Below the eye was a light-emitting organ, a photophore light cell, used by some other squid species for illuminating prey, or for signalling other squid.
"This is the largest eye ever recorded in history and studied," said Prof Warrant.
"The massive size of the eye indicates the animal is very visual.
"It has a huge lens the size of an orange and captures an awful lot of light in the dark depths in which it hunts."
One of the eyes was too damaged to preserve, and only minimally invasive investigations would be made of the remaining one.
"They're larger than dinner plates - they're truly fantastic eyes," Dr Steve O'Shea, a squid expert at Auckland's University of Technology, who is among the scientific team of 10.
Because parts of the body were still thawing when it was shown off to media, the colossal squid's overall length - expected to be about 8m - had not been measured.
The 495kg carcass of the Mesonychoteuthis hamiltoni specimen caught in February 2007 in the Ross Sea off Antarctica has been defrosting since Monday afternoon at the Museum of New Zealand.
The museum is showing the operation on a live webcast, which attracted 99,000 viewers yesterday.
Little is known about colossal squid and scientists were today hoping the thawing might reveal it as a male, so they could gain insights into its reproduction. One of the first tasks will be determining the creature's gender.
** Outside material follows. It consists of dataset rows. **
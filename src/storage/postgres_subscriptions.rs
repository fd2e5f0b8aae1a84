use async_trait::async_trait;
use chrono::Utc;
use tokio_postgres::Row;
use uuid::Uuid;

use crate::balance::{CreditJournal, CreditTransaction, NewCreditTransaction, TransactionKind};
use crate::catalog::{BillingType, PlanKind};
use crate::error::BillingError;
use crate::storage::postgres::{PgStore, invalid_column};
use crate::subscription::{CandidateRow, Subscription, SubscriptionStatus, SubscriptionStore};

const SUBSCRIPTION_COLUMNS: &str = "user_id, plan, billing_type, status, renew_at,
    credits_remaining, credits_total, version, created_at, updated_at";

fn row_to_subscription(row: &Row) -> Result<Subscription, BillingError> {
    let plan_s: String = row.try_get(1)?;
    let billing_s: String = row.try_get(2)?;
    let status_s: String = row.try_get(3)?;
    Ok(Subscription {
        user_id: row.try_get(0)?,
        plan: PlanKind::parse(&plan_s).ok_or_else(|| invalid_column("plan", &plan_s))?,
        billing_type: BillingType::parse(&billing_s)
            .ok_or_else(|| invalid_column("billing_type", &billing_s))?,
        status: SubscriptionStatus::parse(&status_s)
            .ok_or_else(|| invalid_column("status", &status_s))?,
        renew_at: row.try_get(4)?,
        credits_remaining: row.try_get(5)?,
        credits_total: row.try_get(6)?,
        version: row.try_get(7)?,
        created_at: row.try_get(8)?,
        updated_at: row.try_get(9)?,
    })
}

fn row_to_transaction(row: &Row) -> Result<CreditTransaction, BillingError> {
    let kind_s: String = row.try_get(2)?;
    Ok(CreditTransaction {
        id: row.try_get(0)?,
        user_id: row.try_get(1)?,
        kind: TransactionKind::parse(&kind_s).ok_or_else(|| invalid_column("kind", &kind_s))?,
        amount: row.try_get(3)?,
        balance_after: row.try_get(4)?,
        created_at: row.try_get(5)?,
        meta: row.try_get(6)?,
    })
}

#[async_trait]
impl SubscriptionStore for PgStore {
    async fn get_subscription(&self, user_id: &str) -> Result<Option<Subscription>, BillingError> {
        let client = self.pool.pick();
        let sql = format!("SELECT {SUBSCRIPTION_COLUMNS} FROM subscriptions WHERE user_id = $1");
        let row = client.query_opt(&sql, &[&user_id]).await?;
        row.as_ref().map(row_to_subscription).transpose()
    }

    async fn insert_subscription_if_absent(
        &self,
        initial: &Subscription,
    ) -> Result<Subscription, BillingError> {
        let client = self.pool.pick();
        let inserted = client
            .execute(
                "INSERT INTO subscriptions (user_id, plan, billing_type, status, renew_at,
                    credits_remaining, credits_total, version, created_at, updated_at)
                 VALUES ($1, $2, $3, $4, $5, $6, $7, $8, $9, $10)
                 ON CONFLICT (user_id) DO NOTHING",
                &[
                    &initial.user_id,
                    &initial.plan.as_str(),
                    &initial.billing_type.as_str(),
                    &initial.status.as_str(),
                    &initial.renew_at,
                    &initial.credits_remaining,
                    &initial.credits_total,
                    &initial.version,
                    &initial.created_at,
                    &initial.updated_at,
                ],
            )
            .await?;
        if inserted > 0 {
            tracing::info!(user_id = %initial.user_id, "provisioned subscription");
        }
        let sql = format!("SELECT {SUBSCRIPTION_COLUMNS} FROM subscriptions WHERE user_id = $1");
        let row = client.query_one(&sql, &[&initial.user_id]).await?;
        row_to_subscription(&row)
    }

    async fn compare_and_swap(
        &self,
        next: &Subscription,
        expected_version: i64,
        entry: Option<&NewCreditTransaction>,
    ) -> Result<bool, BillingError> {
        let client = self.pool.pick();
        let plan = next.plan.as_str();
        let billing = next.billing_type.as_str();
        let status = next.status.as_str();
        let changed = match entry {
            // The journal insert selects from the update: no matched row, no entry.
            Some(entry) => {
                let tx_id = Uuid::new_v4().to_string();
                let kind = entry.kind.as_str();
                let now = Utc::now();
                client
                    .execute(
                        "WITH upd AS (
                            UPDATE subscriptions
                            SET plan = $2, billing_type = $3, status = $4, renew_at = $5,
                                credits_remaining = $6, credits_total = $7,
                                version = $8::BIGINT + 1, updated_at = $9
                            WHERE user_id = $1 AND version = $8::BIGINT
                            RETURNING user_id
                         )
                         INSERT INTO credit_transactions (id, user_id, kind, amount, balance_after, created_at, meta)
                         SELECT $10::TEXT, user_id, $11::TEXT, $12::BIGINT, $13::BIGINT, $14::TIMESTAMPTZ, $15::TEXT FROM upd",
                        &[
                            &next.user_id,
                            &plan,
                            &billing,
                            &status,
                            &next.renew_at,
                            &next.credits_remaining,
                            &next.credits_total,
                            &expected_version,
                            &next.updated_at,
                            &tx_id,
                            &kind,
                            &entry.amount,
                            &entry.balance_after,
                            &now,
                            &entry.meta,
                        ],
                    )
                    .await?
            }
            None => {
                client
                    .execute(
                        "UPDATE subscriptions
                         SET plan = $2, billing_type = $3, status = $4, renew_at = $5,
                             credits_remaining = $6, credits_total = $7,
                             version = $8::BIGINT + 1, updated_at = $9
                         WHERE user_id = $1 AND version = $8::BIGINT",
                        &[
                            &next.user_id,
                            &plan,
                            &billing,
                            &status,
                            &next.renew_at,
                            &next.credits_remaining,
                            &next.credits_total,
                            &expected_version,
                            &next.updated_at,
                        ],
                    )
                    .await?
            }
        };
        Ok(changed > 0)
    }

    async fn list_renewal_candidates(&self) -> Result<Vec<CandidateRow>, BillingError> {
        let client = self.pool.pick();
        let sql = format!(
            "SELECT {SUBSCRIPTION_COLUMNS} FROM subscriptions
             WHERE plan <> 'free' AND status IN ('active', 'cancelled')
             ORDER BY renew_at NULLS FIRST, user_id"
        );
        let rows = client.query(&sql, &[]).await?;
        rows.iter()
            .map(|row| -> Result<CandidateRow, BillingError> {
                let user_id: String = row.try_get(0)?;
                Ok(match row_to_subscription(row) {
                    Ok(sub) => CandidateRow::Ready(sub),
                    Err(error) => CandidateRow::Unreadable { user_id, error },
                })
            })
            .collect()
    }
}

#[async_trait]
impl CreditJournal for PgStore {
    async fn list_transactions(
        &self,
        user_id: &str,
        limit: i64,
        offset: i64,
    ) -> Result<Vec<CreditTransaction>, BillingError> {
        let client = self.pool.pick();
        let rows = client
            .query(
                "SELECT id, user_id, kind, amount, balance_after, created_at, meta
                 FROM credit_transactions
                 WHERE user_id = $1
                 ORDER BY created_at DESC, seq DESC
                 LIMIT $2 OFFSET $3",
                &[&user_id, &limit, &offset],
            )
            .await?;
        rows.iter().map(row_to_transaction).collect()
    }
}
use crate::error::BillingError;
use chrono::{
    DateTime, Datelike, FixedOffset, Months, NaiveDate, NaiveDateTime, NaiveTime, Offset,
    SecondsFormat, TimeZone, Utc,
};

pub const DATETIME_FORMAT: &str = "%Y-%m-%d %H:%M:%S";

/// Fixed offset of the billing zone; out-of-range offsets fall back to UTC.
pub fn billing_offset(utc_offset_hours: i32) -> FixedOffset {
    FixedOffset::east_opt(utc_offset_hours.saturating_mul(3600)).unwrap_or_else(|| Utc.fix())
}

/// Fixed-width UTC form used for every stored timestamp, so text columns
/// order and compare the same way the instants do.
pub fn to_db_string(dt: &DateTime<Utc>) -> String {
    dt.to_rfc3339_opts(SecondsFormat::Millis, true)
}

pub fn to_iso8601_utc_string(dt: &DateTime<Utc>) -> String {
    dt.to_rfc3339_opts(SecondsFormat::Secs, true)
}

/// Parses a stored timestamp: RFC3339 first, then `YYYY-MM-DD HH:mm:ss` as UTC.
pub fn parse_db_string(s: &str) -> crate::error::Result<DateTime<Utc>> {
    if let Ok(dt) = DateTime::parse_from_rfc3339(s) {
        return Ok(dt.with_timezone(&Utc));
    }
    let naive = NaiveDateTime::parse_from_str(s, DATETIME_FORMAT)
        .map_err(|e| BillingError::TimeParse(format!("{s}: {e}")))?;
    Ok(Utc.from_utc_datetime(&naive))
}

fn local_to_utc(offset: &FixedOffset, naive: NaiveDateTime) -> DateTime<Utc> {
    // Fixed offsets have exactly one mapping for every local time.
    match offset.from_local_datetime(&naive).single() {
        Some(dt) => dt.with_timezone(&Utc),
        None => Utc.from_utc_datetime(&naive),
    }
}

fn first_of_month(year: i32, month: u32) -> NaiveDate {
    NaiveDate::from_ymd_opt(year, month, 1).unwrap_or(NaiveDate::MIN)
}

/// `[first instant of the month containing now, first instant of the next month)`
/// in the given zone.
pub fn month_bounds(now: DateTime<Utc>, offset: &FixedOffset) -> (DateTime<Utc>, DateTime<Utc>) {
    let local = now.with_timezone(offset);
    let start = first_of_month(local.year(), local.month());
    let next = start.checked_add_months(Months::new(1)).unwrap_or(start);
    (
        local_to_utc(offset, start.and_time(NaiveTime::MIN)),
        local_to_utc(offset, next.and_time(NaiveTime::MIN)),
    )
}

/// The instant `months` after the month containing `now`, keeping the
/// day-of-month and time of day of `anchor`. Days past the end of the target
/// month are clamped to its last day.
pub fn same_day_months_after(
    anchor: DateTime<Utc>,
    now: DateTime<Utc>,
    months: u32,
    offset: &FixedOffset,
) -> DateTime<Utc> {
    let anchor_local = anchor.with_timezone(offset);
    let now_local = now.with_timezone(offset);
    let month_start = first_of_month(now_local.year(), now_local.month());
    let target_start = month_start
        .checked_add_months(Months::new(months))
        .unwrap_or(month_start);
    let last_day = target_start
        .checked_add_months(Months::new(1))
        .and_then(|d| d.pred_opt())
        .map(|d| d.day())
        .unwrap_or(28);
    let day = anchor_local.day().min(last_day);
    let date = target_start.with_day(day).unwrap_or(target_start);
    local_to_utc(offset, date.and_time(anchor_local.time()))
}

// tracing_subscriber timer printing the billing zone's local time
pub struct BillingTimer {
    offset: FixedOffset,
}

impl BillingTimer {
    pub fn new(offset: FixedOffset) -> Self {
        Self { offset }
    }
}

impl tracing_subscriber::fmt::time::FormatTime for BillingTimer {
    fn format_time(&self, w: &mut tracing_subscriber::fmt::format::Writer<'_>) -> std::fmt::Result {
        let now = Utc::now().with_timezone(&self.offset);
        write!(w, "{}", now.format(DATETIME_FORMAT))
    }
}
"If we get ourselves a male it will be the first reported (scientific) description of the male of the species," Dr O'Shea said.
But he said today that so far the thaw had not disclosed a large penis or special arms for transferring packets of sperm to females, which made it more likely the specimen was a female.
Dr O'Shea said an early estimate of the squid's beak length at between 43mm and 45mm indicated it was not the biggest of its species.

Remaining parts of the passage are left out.